Parmi ses nombreuses tâches, l’Office possède la responsabilité d’effectuer des études sociologiques et démographiques qui permettent à l’État de connaitre de la situation du français au Québec. De son côté, le Comité de suivi de l’Office est formé d’experts qui jugent de la valeur scientifiques des études effectuées.

Ces études sont extrêmement importantes puisqu’elles donnent au Québec la possibilité de se prévaloir de la deuxième clause dérogatoire de la Constitution canadienne. La première est bien connue : c’est l’article 33 de la Charte canadienne des droits et libertés. Elle permette de suspendre n’importe quelle disposition de cette charte sauf lorsqu’il s’agit de la langue d’enseignement.

Mais la Charte a également une clause dérogatoire officieuse : c’est l’article premier. Il donne aux tribunaux le pouvoir discrétionnaire d’autoriser n’importe quelle autre dérogation — y compris sur la langue d’enseignement — « dans des limites qui soient raisonnables et dont la justification puisse se démontrer dans le cadre d’une société libre et démocratique. »
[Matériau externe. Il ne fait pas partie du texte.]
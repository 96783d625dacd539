mod common;

use common::*;

#[ctor::ctor]
fn init_logger() {
    let _ = env_logger::Builder::from_env(env_logger::Env::default()).is_test(true).try_init();
}

#[test]
fn regexp_test_matches_and_rejects() {
    let result = run(vec![
        var("re", Some(new_(id("RegExp"), vec![str_("^[0-9]+$")]))),
        expr_stmt(call(member(id("re"), "test"), vec![str_("12345")])),
    ])
    .unwrap();
    assert!(as_bool(&result));

    let result = run(vec![
        var("re", Some(new_(id("RegExp"), vec![str_("^[0-9]+$")]))),
        expr_stmt(call(member(id("re"), "test"), vec![str_("abc")])),
    ])
    .unwrap();
    assert!(!as_bool(&result));
}

#[test]
fn regexp_exec_exposes_index_and_input() {
    let result = run(vec![
        var("re", Some(new_(id("RegExp"), vec![str_("wor.d")]))),
        var("m", Some(call(member(id("re"), "exec"), vec![str_("hello world")]))),
        expr_stmt(bin(
            "+",
            bin("+", member_c(id("m"), num(0.0)), str_("@")),
            member(id("m"), "index"),
        )),
    ])
    .unwrap();
    assert_eq!(as_str(&result), "world@6");
}

#[test]
fn replace_with_plain_string_pattern_delegates_to_native() {
    let result = run(vec![expr_stmt(call(member(str_("a-b-c"), "replace"), vec![str_("-"), str_("+")]))]).unwrap();
    assert_eq!(as_str(&result), "a+b-c");
}

#[test]
fn replace_with_a_function_replacer_and_string_pattern() {
    let result = run(vec![expr_stmt(call(
        member(str_("hello world"), "replace"),
        vec![str_("world"), func_expr(&["matched"], vec![ret(Some(call(member(id("matched"), "toUpperCase"), vec![])))])],
    ))])
    .unwrap();
    assert_eq!(as_str(&result), "hello WORLD");
}

#[test]
fn replace_with_a_global_regexp_and_function_replacer() {
    let result = run(vec![
        var("re", Some(new_(id("RegExp"), vec![str_("[0-9]+"), str_("g")]))),
        expr_stmt(call(
            member(str_("a1 b22 c333"), "replace"),
            vec![id("re"), func_expr(&["matched"], vec![ret(Some(bin("+", str_("<"), bin("+", id("matched"), str_(">")))))])],
        )),
    ])
    .unwrap();
    assert_eq!(as_str(&result), "a<1> b<22> c<333>");
}

#[test]
fn replace_with_a_non_global_regexp_and_function_replacer_only_replaces_the_first_match() {
    let result = run(vec![
        var("re", Some(new_(id("RegExp"), vec![str_("[0-9]+")]))),
        expr_stmt(call(
            member(str_("a1 b22 c333"), "replace"),
            vec![id("re"), func_expr(&["matched"], vec![ret(Some(str_("#")))])],
        )),
    ])
    .unwrap();
    assert_eq!(as_str(&result), "a# b22 c333");
}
Une telle dérogation ne peut se justifier que pour des raisons sérieuses, idéalement appuyées par des études scientifiques. Sans elles, les avocats chargés de défendre les lois protégeant le français au Québec sont handicapés devant les tribunaux du pays.

En mars 2008, alors qu’une bonne partie des experts du Comité de suivi démissionnaient avec fracas, on apprenait que sous le mandat de Mme Boucher, l’Office retardait la publication d’études susceptibles de troubler la paix linguistique au Québec. De plus, son rapport 2002-2007 sur l’évolution de la situation linguistique, dévoilé en 2008, est basé en grande partie sur les données du recensement de 2001 de Statistique Canada (et non sur les données de 2006).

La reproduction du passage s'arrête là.